I have a CSV file with some entries and fields, one of them is causing me trouble because when loading it in, it is loaded as "factors". This particular column is a time column in the 24H format and is written like
Time 09:39 14:00
I don't know how to "treat" this particular column, I have other columns such as item no, receipttext, amount, total, cash, card, and itemgroup, since the data is a from a cash register software.

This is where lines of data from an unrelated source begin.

//! CompletionClient trait definition.

use mindspace_types::error::CompletionError;
use mindspace_types::identity::UserId;

/// Trait for the remote chat completion service.
///
/// One call per user turn. Implementations live in mindspace-infra.
pub trait CompletionClient: Send + Sync {
    /// Send the user's text and return the assistant reply.
    fn complete(
        &self,
        user_id: &UserId,
        text: &str,
    ) -> impl std::future::Future<Output = Result<String, CompletionError>> + Send;
}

I would like to choose a specif amount of entries from over 20.000 entries, to see at which times of the day do I sell mostly on cash or card, and which items. But I have to know what I should do with the time column, since many of the suggestions are in a format of HH:MM:SS, and mine is only HH:MM. By investigating the CSV file I came to know that the first day starts from the 1 line to the 579th.
Card [1:579] Cash [1:579]
The questions I would like to investigate are these below, I wouldnt mind any advice on how to approach question 3,3.1, and. 3.2
1. A histogram over the amounts (Done) 2. A Histogram for card/cash payments in generat (Done) 3. How does the amount of payments change over time 3.1 How does the payment pattern look from day to day 3.2 What is the "preferred" payment method in a given time
In regards to your 1st question, when I had a similar problem in python the solution was to use the first entry as time t=0 and reference the rest of the entries from there in seconds. This post has code also:
I don't have much experience in time series analysis to answer your other questions however.